§ Dataset:
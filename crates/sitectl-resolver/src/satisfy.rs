use std::collections::BTreeSet;

use sitectl_core::{split_full_name, Catalog, Inventory, Source, Warning, WarningKind};

/// Which dependency declarations to check an addon against.
#[derive(Debug, Clone, Copy, PartialEq, Eq)]
pub enum DependencyView {
    /// What the installed code declares: is the site fine as it is?
    Disk,
    /// What the catalog release declares: would installing it work?
    Reference,
}

impl DependencyView {
    pub fn source(self) -> Source {
        match self {
            Self::Disk => Source::Disk,
            Self::Reference => Source::Reference,
        }
    }
}

/// Full names on the current dependency path. Each recursive step gets its own copy.
pub type VisitPath = BTreeSet<String>;

#[derive(Debug, Clone, PartialEq, Eq)]
pub struct Satisfaction {
    pub satisfied: bool,
    pub warnings: Vec<Warning>,
}

#[derive(Debug, Clone, Copy)]
pub struct Resolver<'a> {
    installed: &'a Inventory,
    catalog: &'a Catalog,
}

impl<'a> Resolver<'a> {
    pub fn new(installed: &'a Inventory, catalog: &'a Catalog) -> Self {
        Self { installed, catalog }
    }

    /// Dependencies declared for `full_name` in the given view, in name order.
    pub fn dependencies_of(&self, full_name: &str, view: DependencyView) -> Vec<(String, u64)> {
        let descriptor = match view {
            DependencyView::Disk => self.installed.get_full(full_name),
            DependencyView::Reference => self.catalog.get(full_name),
        };
        descriptor
            .map(|descriptor| {
                descriptor
                    .dependencies(view.source())
                    .map(|(name, version)| (name.to_string(), version))
                    .collect()
            })
            .unwrap_or_default()
    }

    pub fn check(&self, full_name: &str, view: DependencyView) -> Satisfaction {
        let mut warnings = Vec::new();
        let satisfied = self.is_satisfiable(full_name, view, VisitPath::new(), &mut warnings);
        Satisfaction {
            satisfied,
            warnings,
        }
    }

    /// True when every dependency of `full_name` is installed at a sufficient version, or is
    /// absent from disk but obtainable from the catalog with its own dependencies met.
    ///
    /// An edge back onto the current path is reported as a loop and treated as met.
    pub fn is_satisfiable(
        &self,
        full_name: &str,
        view: DependencyView,
        visited: VisitPath,
        warnings: &mut Vec<Warning>,
    ) -> bool {
        for (dependency, min_version) in self.dependencies_of(full_name, view) {
            if visited.contains(&dependency) {
                warnings.push(Warning::new(
                    WarningKind::DependencyLoop,
                    format!("dependency loop detected: {dependency} depends on itself"),
                ));
                continue;
            }
            let mut path = visited.clone();
            path.insert(dependency.clone());

            let Some((dep_type, dep_name)) = split_full_name(&dependency) else {
                warnings.push(Warning::data(format!(
                    "malformed dependency '{dependency}' declared by {full_name}"
                )));
                return false;
            };

            let Some(installed) = self.installed.get(dep_type, dep_name) else {
                tracing::debug!(addon = full_name, dependency = %dependency, "dependency not installed");
                return false;
            };

            let on_disk = installed.version(Source::Disk).unwrap_or(0);
            if on_disk > 0 {
                if on_disk < min_version {
                    tracing::debug!(
                        addon = full_name,
                        dependency = %dependency,
                        on_disk,
                        min_version,
                        "installed dependency too old"
                    );
                    return false;
                }
                continue;
            }

            let listed = self.catalog.get(&dependency).is_some_and(|reference| {
                reference.version(Source::Reference).unwrap_or(0) >= min_version
            });
            if !listed || !self.is_satisfiable(&dependency, view, path, warnings) {
                tracing::debug!(addon = full_name, dependency = %dependency, "dependency not obtainable");
                return false;
            }
        }
        true
    }
}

§ Instructions to follow:
Line by line, please reproduce the records exactly.

§ Result:
filename crates/sitectl-resolver/src/satisfy.rs
use std::collections::BTreeSet;

use sitectl_core::{split_full_name, Catalog, Inventory, Source, Warning, WarningKind};

/// Which dependency declarations to check an addon against.
#[derive(Debug, Clone, Copy, PartialEq, Eq)]
pub enum DependencyView {
    /// What the installed code declares: is the site fine as it is?
    Disk,
    /// What the catalog release declares: would installing it work?
    Reference,
}

impl DependencyView {
    pub fn source(self) -> Source {
        match self {
            Self::Disk => Source::Disk,
            Self::Reference => Source::Reference,
        }
    }
}

/// Full names on the current dependency path. Each recursive step gets its own copy.
pub type VisitPath = BTreeSet<String>;

#[derive(Debug, Clone, PartialEq, Eq)]
pub struct Satisfaction {
    pub satisfied: bool,
    pub warnings: Vec<Warning>,
}

#[derive(Debug, Clone, Copy)]
pub struct Resolver<'a> {
    installed: &'a Inventory,
    catalog: &'a Catalog,
}

impl<'a> Resolver<'a> {
    pub fn new(installed: &'a Inventory, catalog: &'a Catalog) -> Self {
        Self { installed, catalog }
    }

    /// Dependencies declared for `full_name` in the given view, in name order.
    pub fn dependencies_of(&self, full_name: &str, view: DependencyView) -> Vec<(String, u64)> {
        let descriptor = match view {
            DependencyView::Disk => self.installed.get_full(full_name),
            DependencyView::Reference => self.catalog.get(full_name),
        };
        descriptor
            .map(|descriptor| {
                descriptor
                    .dependencies(view.source())
                    .map(|(name, version)| (name.to_string(), version))
                    .collect()
            })
            .unwrap_or_default()
    }

    pub fn check(&self, full_name: &str, view: DependencyView) -> Satisfaction {
        let mut warnings = Vec::new();
        let satisfied = self.is_satisfiable(full_name, view, VisitPath::new(), &mut warnings);
        Satisfaction {
            satisfied,
            warnings,
        }
    }

    /// True when every dependency of `full_name` is installed at a sufficient version, or is
    /// absent from disk but obtainable from the catalog with its own dependencies met.
    ///
    /// An edge back onto the current path is reported as a loop and treated as met.
    pub fn is_satisfiable(
        &self,
        full_name: &str,
        view: DependencyView,
        visited: VisitPath,
        warnings: &mut Vec<Warning>,
    ) -> bool {
        for (dependency, min_version) in self.dependencies_of(full_name, view) {
            if visited.contains(&dependency) {
                warnings.push(Warning::new(
                    WarningKind::DependencyLoop,
                    format!("dependency loop detected: {dependency} depends on itself"),
                ));
                continue;
            }
            let mut path = visited.clone();
            path.insert(dependency.clone());

            let Some((dep_type, dep_name)) = split_full_name(&dependency) else {
                warnings.push(Warning::data(format!(
                    "malformed dependency '{dependency}' declared by {full_name}"
                )));
                return false;
            };

            let Some(installed) = self.installed.get(dep_type, dep_name) else {
                tracing::debug!(addon = full_name, dependency = %dependency, "dependency not installed");
                return false;
            };

            let on_disk = installed.version(Source::Disk).unwrap_or(0);
            if on_disk > 0 {
                if on_disk < min_version {
                    tracing::debug!(
                        addon = full_name,
                        dependency = %dependency,
                        on_disk,
                        min_version,
                        "installed dependency too old"
                    );
                    return false;
                }
                continue;
            }

            let listed = self.catalog.get(&dependency).is_some_and(|reference| {
                reference.version(Source::Reference).unwrap_or(0) >= min_version
            });
            if !listed || !self.is_satisfiable(&dependency, view, path, warnings) {
                tracing::debug!(addon = full_name, dependency = %dependency, "dependency not obtainable");
                return false;
            }
        }
        true
    }
}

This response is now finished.